- **RECORDS TO PROCESS**

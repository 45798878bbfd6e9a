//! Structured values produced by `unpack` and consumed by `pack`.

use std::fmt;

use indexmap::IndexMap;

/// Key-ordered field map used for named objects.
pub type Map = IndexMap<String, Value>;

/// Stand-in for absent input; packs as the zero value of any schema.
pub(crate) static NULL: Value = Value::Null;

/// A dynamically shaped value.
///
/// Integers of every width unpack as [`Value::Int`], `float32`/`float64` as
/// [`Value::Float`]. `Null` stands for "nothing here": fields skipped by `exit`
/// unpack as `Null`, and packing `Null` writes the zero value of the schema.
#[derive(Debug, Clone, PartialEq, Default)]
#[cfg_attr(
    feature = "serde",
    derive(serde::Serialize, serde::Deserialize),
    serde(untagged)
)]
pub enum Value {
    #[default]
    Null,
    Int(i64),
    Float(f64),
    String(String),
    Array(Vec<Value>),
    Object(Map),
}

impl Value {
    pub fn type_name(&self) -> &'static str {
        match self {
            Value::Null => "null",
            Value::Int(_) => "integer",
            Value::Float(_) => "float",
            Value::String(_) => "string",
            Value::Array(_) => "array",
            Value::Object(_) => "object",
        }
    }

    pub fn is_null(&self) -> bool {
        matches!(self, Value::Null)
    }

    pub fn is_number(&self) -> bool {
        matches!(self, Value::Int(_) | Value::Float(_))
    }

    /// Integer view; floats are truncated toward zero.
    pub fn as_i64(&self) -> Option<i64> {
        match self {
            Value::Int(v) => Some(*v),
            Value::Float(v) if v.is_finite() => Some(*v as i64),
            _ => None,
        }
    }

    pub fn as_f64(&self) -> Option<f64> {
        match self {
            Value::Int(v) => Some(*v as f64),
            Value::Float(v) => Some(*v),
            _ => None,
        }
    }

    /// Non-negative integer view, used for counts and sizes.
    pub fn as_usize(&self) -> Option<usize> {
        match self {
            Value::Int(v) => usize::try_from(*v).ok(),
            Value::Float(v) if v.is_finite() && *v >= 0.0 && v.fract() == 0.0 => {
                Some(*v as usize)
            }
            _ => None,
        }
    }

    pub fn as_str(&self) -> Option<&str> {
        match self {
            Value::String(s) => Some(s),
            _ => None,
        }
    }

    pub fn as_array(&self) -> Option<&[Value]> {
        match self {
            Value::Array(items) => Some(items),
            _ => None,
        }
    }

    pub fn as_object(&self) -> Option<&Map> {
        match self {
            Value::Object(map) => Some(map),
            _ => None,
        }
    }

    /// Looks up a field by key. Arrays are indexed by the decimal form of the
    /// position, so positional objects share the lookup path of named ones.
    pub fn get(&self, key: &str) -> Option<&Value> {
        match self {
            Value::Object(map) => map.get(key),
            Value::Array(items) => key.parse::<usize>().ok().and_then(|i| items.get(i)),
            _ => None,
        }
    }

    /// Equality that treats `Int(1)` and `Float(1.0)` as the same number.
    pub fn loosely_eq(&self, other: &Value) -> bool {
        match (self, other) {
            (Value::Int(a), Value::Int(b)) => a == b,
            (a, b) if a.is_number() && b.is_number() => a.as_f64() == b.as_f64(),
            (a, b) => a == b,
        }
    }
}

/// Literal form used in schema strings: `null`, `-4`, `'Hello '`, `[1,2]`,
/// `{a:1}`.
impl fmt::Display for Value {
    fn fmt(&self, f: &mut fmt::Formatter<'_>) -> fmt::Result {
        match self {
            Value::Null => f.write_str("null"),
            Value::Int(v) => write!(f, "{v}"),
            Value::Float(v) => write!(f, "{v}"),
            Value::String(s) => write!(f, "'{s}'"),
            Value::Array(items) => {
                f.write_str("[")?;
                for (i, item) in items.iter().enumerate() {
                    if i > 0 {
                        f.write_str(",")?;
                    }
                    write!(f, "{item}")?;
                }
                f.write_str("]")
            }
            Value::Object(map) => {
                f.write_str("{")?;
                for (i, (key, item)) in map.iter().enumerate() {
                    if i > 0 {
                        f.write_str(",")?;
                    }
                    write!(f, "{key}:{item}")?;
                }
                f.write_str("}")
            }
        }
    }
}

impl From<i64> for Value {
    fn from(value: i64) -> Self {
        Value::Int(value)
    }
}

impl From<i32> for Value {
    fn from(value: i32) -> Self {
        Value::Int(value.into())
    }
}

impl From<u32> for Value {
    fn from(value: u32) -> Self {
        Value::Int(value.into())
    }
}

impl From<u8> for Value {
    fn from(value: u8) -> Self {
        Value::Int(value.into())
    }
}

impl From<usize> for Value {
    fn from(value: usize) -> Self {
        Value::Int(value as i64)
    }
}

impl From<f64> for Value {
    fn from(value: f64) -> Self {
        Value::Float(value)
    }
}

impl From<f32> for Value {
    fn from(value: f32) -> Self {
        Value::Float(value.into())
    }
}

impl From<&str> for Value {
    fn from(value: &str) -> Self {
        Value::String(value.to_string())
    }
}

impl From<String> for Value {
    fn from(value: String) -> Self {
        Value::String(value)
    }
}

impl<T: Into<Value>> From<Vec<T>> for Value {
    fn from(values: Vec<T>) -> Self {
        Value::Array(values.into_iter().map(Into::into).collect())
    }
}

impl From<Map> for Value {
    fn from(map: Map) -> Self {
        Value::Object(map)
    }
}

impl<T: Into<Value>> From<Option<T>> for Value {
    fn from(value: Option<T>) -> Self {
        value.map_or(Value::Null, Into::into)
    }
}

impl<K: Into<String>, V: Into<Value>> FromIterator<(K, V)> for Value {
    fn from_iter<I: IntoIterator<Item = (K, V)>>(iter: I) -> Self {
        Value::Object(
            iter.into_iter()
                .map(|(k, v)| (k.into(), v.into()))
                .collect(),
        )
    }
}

- **WORK INSTRUCTION**
Determine how many lines in the listing above contain the word "named". Provide that figure only.

- **RESULT**
2